As more regulations affecting revenue cycle management continue to roll out, such as the implementation of ICD-10, the pressure and cost of maintaining effective internal teams is rising. As a result, healthcare CFOs have more reasons to panic about how to be a successful leader than ever before.
Specifically, CFOs and other healthcare executives are faced with burgeoning profit pressures and are increasingly responsible for implementing strategic plans and systems that combat the growing number of unpaid patient bills and denied insurance claims. The Consumer Financial Protection Bureau reports 49.2 million Americans with documented credit scores have unpaid medical bills- that’s almost 20% of the credit score having American population!
With so many “bigger picture” strategic responsibilities demanding attention, many C-suite healthcare leaders are beginning to panic. 2015 is already shaping up to be a pivotal “make it or break it” year. If your hospital needs to stabilize revenue streams, raise new streams of capital or eliminate costly inefficiencies, the year might feel like it's already slipping through your fingers. It’s almost June you know. As in, Q2 is practically over. But before you go getting all dramatic, you need to know you have expert resources and affordable revenue cycle options that will not only help you avoid a disastrous 2015, but have potential to make it one of your most stress-free and profitable years yet.
Now is the time to consider outsourced revenue management services so you soar through June-December solving for the expanding strategic responsibilities of your role instead of micro-managing ill-equipped or ineffective internal patient accounting teams.

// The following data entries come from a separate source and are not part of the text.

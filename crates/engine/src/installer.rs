//! Interception installer
//!
//! Moves a target executable into its hook directory and puts a symlink to
//! the running cuckoo binary in its place:
//!
//! ```text
//! /usr/bin/foobar              ->  /usr/bin/.foobar.d/50-foobar
//! /usr/bin/foobar (symlink)    ->  /usr/local/bin/cuckoo
//! ```
//!
//! The rename is the only mutation before the symlink is created, so a
//! failure up to and including the rename leaves the target where it was.
//! A failed symlink after a successful rename is reported as
//! [`Error::Symlink`] and must be finished by hand.

use crate::access::check_executable;
use cuckoo_core::{Error, ResolvedPath, Result, TargetLayout};
use std::fs;
use std::io;
use std::os::unix::fs::DirBuilderExt;
use std::path::{Path, PathBuf};

/// Permissions for a newly created hook directory (rwxrwx---)
const HOOK_DIR_MODE: u32 = 0o770;

/// Result of a completed installation
#[derive(Debug, Clone, PartialEq, Eq)]
pub struct InstallReport {
    /// The cuckoo binary the new symlink points at
    pub self_path: PathBuf,
    /// The intercepted path, now a symlink
    pub target: PathBuf,
    /// The per-target hook directory
    pub hook_dir: PathBuf,
    /// Where the original executable now lives
    pub relocated: PathBuf,
}

/// What `install` did
#[derive(Debug, Clone, PartialEq, Eq)]
pub enum InstallOutcome {
    /// The target was relocated and replaced by a symlink
    Installed(InstallReport),
    /// The target was already a symlink; nothing was changed
    AlreadyInstalled {
        /// The symlink
        target: PathBuf,
        /// What it points at, if readable
        points_to: Option<PathBuf>,
    },
}

/// Installs cuckoo in front of executables
#[derive(Debug, Clone)]
pub struct Installer {
    self_path: PathBuf,
}

impl Installer {
    /// Create an installer whose symlinks point at `self_path`
    pub fn new(self_path: impl Into<PathBuf>) -> Self {
        Self {
            self_path: self_path.into(),
        }
    }

    /// Create an installer for the currently running executable
    pub fn for_current_exe() -> Result<Self> {
        let exe = std::env::current_exe().map_err(|source| Error::SelfPath { source })?;
        // current_exe may be relative or contain links on some platforms
        let exe = fs::canonicalize(&exe).map_err(|source| Error::SelfPath { source })?;
        Ok(Self::new(exe))
    }

    /// The path new symlinks point at
    pub fn self_path(&self) -> &Path {
        &self.self_path
    }

    /// Intercept `target`
    ///
    /// Idempotent: a target that is already a symlink is left alone.
    #[tracing::instrument(skip(self), fields(target = %target.display()))]
    pub fn install(&self, target: &Path) -> Result<InstallOutcome> {
        let metadata = fs::symlink_metadata(target).map_err(|e| match e.kind() {
            io::ErrorKind::NotFound => Error::NotFound {
                path: target.to_path_buf(),
            },
            _ => Error::Io(e),
        })?;

        if metadata.file_type().is_symlink() {
            let points_to = fs::read_link(target).ok();
            tracing::info!(
                points_to = ?points_to,
                "Target is already a symbolic link, nothing to do"
            );
            return Ok(InstallOutcome::AlreadyInstalled {
                target: target.to_path_buf(),
                points_to,
            });
        }

        let resolved = ResolvedPath::resolve(target)?;
        if resolved.name().is_empty() || !resolved.absolute().is_file() {
            return Err(Error::UnsupportedType {
                path: resolved.into_path_buf(),
            });
        }

        check_executable(resolved.absolute()).map_err(|source| Error::NotExecutable {
            path: resolved.absolute().to_path_buf(),
            source,
        })?;

        if self.is_self(resolved.absolute()) {
            return Err(Error::Usage(format!(
                "refusing to intercept the cuckoo binary itself ({})",
                resolved.absolute().display()
            )));
        }

        let layout = TargetLayout::new(&resolved);
        ensure_dir(layout.hook_dir())?;

        let relocated = layout.relocated();
        if fs::symlink_metadata(&relocated).is_ok() {
            return Err(Error::Relocate {
                from: layout.target().to_path_buf(),
                to: relocated,
                source: io::Error::new(
                    io::ErrorKind::AlreadyExists,
                    "a previously relocated executable is in the way",
                ),
            });
        }

        fs::rename(layout.target(), &relocated).map_err(|source| Error::Relocate {
            from: layout.target().to_path_buf(),
            to: relocated.clone(),
            source,
        })?;
        tracing::debug!("Moved {} to {}", layout.target().display(), relocated.display());

        std::os::unix::fs::symlink(&self.self_path, layout.target()).map_err(|source| {
            Error::Symlink {
                link: layout.target().to_path_buf(),
                target: self.self_path.clone(),
                relocated: relocated.clone(),
                source,
            }
        })?;
        tracing::debug!(
            "Linked {} to {}",
            layout.target().display(),
            self.self_path.display()
        );

        Ok(InstallOutcome::Installed(InstallReport {
            self_path: self.self_path.clone(),
            target: layout.target().to_path_buf(),
            hook_dir: layout.hook_dir().to_path_buf(),
            relocated,
        }))
    }

    fn is_self(&self, path: &Path) -> bool {
        match (fs::canonicalize(&self.self_path), fs::canonicalize(path)) {
            (Ok(me), Ok(other)) => me == other,
            _ => false,
        }
    }
}

/// Make sure `dir` exists and is a directory, creating missing parents
fn ensure_dir(dir: &Path) -> Result<()> {
    match fs::metadata(dir) {
        Ok(metadata) if metadata.is_dir() => Ok(()),
        Ok(_) => Err(Error::NotADirectory {
            path: dir.to_path_buf(),
        }),
        Err(e) if e.kind() == io::ErrorKind::NotFound => {
            tracing::debug!("Creating hook directory {}", dir.display());
            fs::DirBuilder::new()
                .recursive(true)
                .mode(HOOK_DIR_MODE)
                .create(dir)
                .map_err(|source| Error::DirectoryCreate {
                    path: dir.to_path_buf(),
                    source,
                })
        }
        Err(source) => Err(Error::DirectoryCreate {
            path: dir.to_path_buf(),
            source,
        }),
    }
}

Outsourcing your revenue cycle activities will help you streamline the patient pay and 3rd party payer process, swiftly identify and address any problems and optimize your patient and insurance payment revenue. Many hospitals with growing insurance denial problems are now outsourcing denial management services as well to avoid profit paralysis caused by a growing and staggering number of denied insurance claims.
Here’s a quick glance at 5 ways outsourcing revenue cycle services can maximize your revenue:
Fills the gaps. It’s a challenge to find knowledgeable, experienced, and/or capable talent to perform and keep up with fast-paced and evolving revenue cycle needs and techniques. Outsourcing can fully take the place of those internal needs or fill in gaping holes/capabilities in your staff to ensure the highest quality performance and revenue results.
Eliminates concerns of inefficient staff. It’s seldom that 100 percent of full-time staff are fully productive at all times during the day. Inefficient staff can present an even more costly challenge for medical service providers, given the overabundance of information that is required to be learned. Billing and coding errors, revenue gaps and delayed or rejected reimbursement claims are just a few that can be devastating to a hospital's financial stability if not properly addressed.
Minimizes HR concerns. Outdated policies and procedures are among a healthcare organization’s most prominent deficiencies. As a result, understaffed departments face a heaping plate of responsibilities they simply don’t have enough time in the day to fully complete. And it’s no surprise, this is when costly human errors most frequently occur . Updating staff policies and other organizational necessities easily get put on the back burner. Outsourcing revenue cycle services to a 3rd party Business Process Outsourcing company (BPO) minimizes and eliminates unnecessary HR responsibility burdens allowing increased focus on optimizing other more lucrative areas of the organization.
More cost efficient. Outsourcing translates to healthcare organizations only paying for the services that they need, without recruiting, salary and benefits costs of hiring full-time talented staff. Some might call that, “pay only for what you need”. Other might just say, “brilliant, where can I sign up?” We recommend the latter response.
Addresses financial performance problems. If you work for an organization that is required to or offers necessary charity medical services to your community, AND you are dealing with unpaid patient and payer medical bills, you’re getting hit from both ends. While charity care services are often needed and provide a valuable benefit to the less financially fortunate, they can put a significant strain on the organizations responsible for administering “free” care. If you keep your revenue cycle activities streamlined, systematic and profitable (all direct by-products of outsourcing), you can take control of your cash flow and your organization's’ financial health and stability.
Outsourcing revenue cycle services may not be a magical silver bullet, but it will certainly be a tremendously advantageous shift for healthcare CFOs who would rather focus their limited resources on the strategic needs of a quickly-transforming role. Outsourcing opens up physical bandwidth and mental capacity for critically important tasks like ICD-10 preparation while also giving leadership time and freed up budget to tackle any number of organizational obstacles or opportunities.
Organizations that are relying on existing staff are struggling more now than ever before as the realities of “being spread too thin” are exacerbated by the impending and imminent threat of a post ICD-10 and ACA landscape. Hospitals and practices that capitalize on the affordable and effective expertise of revenue cycle outsourcing companies will quickly rise above organizations who don’t.
It’s easy to be fearful, to worry, to complain and delay - but it’s hard to recover from the consequences of inaction. Instead, overcome the urge to delay. Don’t press pause on the success and financial stability of the company you’ve been hired to lead. Be bold, be brave, and be the success story your competitors and colleagues read about in trade journals and hear about at conferences for years to come.